In this story, The Roar of Awakening, we are reminded that in our lives we are often trapped in avidya, or ignorance, of who we really are. We are not a mere goat. We are a tiger. We are all the divine, eternal Self in glorious expression in the world.

To find the true Self is the goal of yoga. In the Yoga Sutra 1.2 Chitta vritti naraodaha, it says Yoga is the cessation of the fluctuations of the mind. When we can disidentify with the mind and it's wanderings - the goat, we can begin to connect with the true self - the tiger. That is our yoga.

Yoga means union and the word yoga comes from the Sanskrit root word yug, which means yoke. You could even call it Yoke-A!
We are yoking to ourselves, finding the glorious, unlimited, everlasting self, or Atman, which resides in all beings, all forms, the entire universe. It is like an underlying layer of energy, which plays peek-a-boo in the universe, ever coming into form and shape, of creation, residing in the world a while as preservation, then returning back to the self in dissolution. It is also like a wave. It seems separate in itself on the surface, but it is really part of the enormous ocean. This idea that we are a separate wave, is asmita, or “I-ness.” But being separate is only a false idea of our minds and the ego mind, the ahamkara.

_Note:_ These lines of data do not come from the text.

//! Sequencer — plays a [`SearchResult`] back as reveal events.
//!
//! Playback has two phases: the visitation trace is revealed cell by cell,
//! then the path is revealed from the end back to the start. In animated
//! mode every step waits for a [`Tick`]; in instant mode the whole run is
//! applied at once.

use pathviz_paths::SearchResult;

use crate::sink::{RevealEvent, RevealSink};

/// Playback state.
#[derive(Debug, Clone, Copy, PartialEq, Eq, Default)]
pub enum Phase {
    #[default]
    Idle,
    Exploring,
    TracingPath,
    Done,
}

/// How a run is played.
#[derive(Debug, Clone, Copy, PartialEq, Eq, Default)]
#[cfg_attr(feature = "serde", derive(serde::Serialize, serde::Deserialize))]
pub enum PlaybackMode {
    /// One reveal event per scheduler tick.
    #[default]
    Animated,
    /// Every reveal event applied synchronously.
    Instant,
}

/// A scheduled playback step.
///
/// A tick belongs to one run and one step; the sequencer ignores any tick
/// that does not match its live run and position.
#[derive(Debug, Clone, Copy, PartialEq, Eq)]
pub struct Tick {
    run: u64,
    step: usize,
}

impl Tick {
    /// Run the tick was scheduled for.
    #[inline]
    pub fn run(&self) -> u64 {
        self.run
    }

    /// Number of events applied before this tick.
    #[inline]
    pub fn step(&self) -> usize {
        self.step
    }
}

/// Replays search results as reveal events.
#[derive(Debug, Default)]
pub struct Sequencer {
    phase: Phase,
    run: u64,
    trace: Vec<usize>,
    /// Path cells from end to start.
    path: Vec<usize>,
    cursor: usize,
    step: usize,
}

impl Sequencer {
    pub fn new() -> Self {
        Self::default()
    }

    /// The current phase.
    #[inline]
    pub fn phase(&self) -> Phase {
        self.phase
    }

    /// Whether a run is in flight.
    #[inline]
    pub fn is_playing(&self) -> bool {
        matches!(self.phase, Phase::Exploring | Phase::TracingPath)
    }

    /// Id of the live run. Bumped on every start and cancellation.
    #[inline]
    pub fn run_id(&self) -> u64 {
        self.run
    }

    /// Number of events applied in the live run.
    #[inline]
    pub fn steps_applied(&self) -> usize {
        self.step
    }

    /// Whether the finished run revealed a path. `None` until a run is done.
    pub fn found(&self) -> Option<bool> {
        (self.phase == Phase::Done).then(|| !self.path.is_empty())
    }

    /// Start playing `result`, cancelling whatever was playing.
    ///
    /// Emits [`RevealEvent::ClearedAll`] first. In [`PlaybackMode::Instant`]
    /// the run is applied entirely and `None` is returned; otherwise the
    /// first tick to schedule is returned.
    pub fn start<S: RevealSink + ?Sized>(
        &mut self,
        result: &SearchResult,
        mode: PlaybackMode,
        sink: &mut S,
    ) -> Option<Tick> {
        self.load(result);
        sink.reveal(RevealEvent::ClearedAll);
        log::debug!(
            "run {}: {} steps, path of {} cells, {:?}",
            self.run,
            self.trace.len(),
            self.path.len(),
            mode
        );
        match mode {
            PlaybackMode::Instant => {
                while self.advance(sink) {}
                None
            }
            PlaybackMode::Animated => Some(self.next_tick()),
        }
    }

    /// Apply one step if `tick` belongs to the live run.
    ///
    /// Returns the next tick to schedule, or `None` when the run is over or
    /// the tick was stale.
    pub fn tick<S: RevealSink + ?Sized>(&mut self, tick: Tick, sink: &mut S) -> Option<Tick> {
        if tick.run != self.run || tick.step != self.step || !self.is_playing() {
            log::debug!(
                "stale tick (run {}, step {}) ignored; live run {} at step {}",
                tick.run,
                tick.step,
                self.run,
                self.step
            );
            return None;
        }
        self.advance(sink).then(|| self.next_tick())
    }

    /// Show `result` immediately: clear, then apply every step of the run.
    ///
    /// Used when the endpoints move after a path was already shown.
    pub fn redraw<S: RevealSink + ?Sized>(&mut self, result: &SearchResult, sink: &mut S) {
        self.start(result, PlaybackMode::Instant, sink);
    }

    /// Abandon the live run. Outstanding ticks become stale.
    pub fn cancel(&mut self) {
        if self.is_playing() {
            log::debug!("run {} cancelled at step {}", self.run, self.step);
        }
        self.run = self.run.wrapping_add(1);
        self.phase = Phase::Idle;
        self.trace.clear();
        self.path.clear();
        self.cursor = 0;
        self.step = 0;
    }

    fn load(&mut self, result: &SearchResult) {
        self.cancel();
        self.trace.extend(result.trace.iter());
        self.path = result.path().unwrap_or_default();
        self.phase = Phase::Exploring;
    }

    fn next_tick(&self) -> Tick {
        Tick {
            run: self.run,
            step: self.step,
        }
    }

    /// Apply exactly one reveal event. Returns whether more remain.
    fn advance<S: RevealSink + ?Sized>(&mut self, sink: &mut S) -> bool {
        loop {
            match self.phase {
                Phase::Exploring => {
                    if let Some(&i) = self.trace.get(self.cursor) {
                        self.emit(sink, RevealEvent::CellExploring(i));
                        return true;
                    }
                    self.phase = Phase::TracingPath;
                    self.cursor = 0;
                }
                Phase::TracingPath => {
                    if let Some(&i) = self.path.get(self.cursor) {
                        self.emit(sink, RevealEvent::CellOnPath(i));
                        return true;
                    }
                    let found = !self.path.is_empty();
                    self.phase = Phase::Done;
                    sink.reveal(RevealEvent::SearchDone { found });
                    self.step += 1;
                    return false;
                }
                Phase::Idle | Phase::Done => return false,
            }
        }
    }

    #[inline]
    fn emit<S: RevealSink + ?Sized>(&mut self, sink: &mut S, event: RevealEvent) {
        log::trace!("run {} step {}: {:?}", self.run, self.step, event);
        sink.reveal(event);
        self.cursor += 1;
        self.step += 1;
    }
}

Although the Self comes into form in the world with a body, it remains the same -- untouched, unborn, undying. It is what many call the Christ Consciousness, the Buddha Consciousness or the Krishna Consciousness. It has many names in many cultures. Mythologist Joseph Campbell said it’s like being the light in the light bulb. Are you going to identify yourself with the light bulb? Or the light in the light bulb. We want to identify as the light in the light bulb.

In this busy, materialistic world, we tend to forget who we are. We are conditioned, like the goat, in a world of concepts and limitations. We are like the goat, living common lives. Advertising tells us what to wear, what to watch and do, what to buy and what is important. It is like the layers of an onion, covering our core.

However, within, resides the atman, the essence that we are all one. We must peel those layers back and find our center again.

It is our true self that only needs us to awaken to it with awareness. We are one with this divine essence, this divine center.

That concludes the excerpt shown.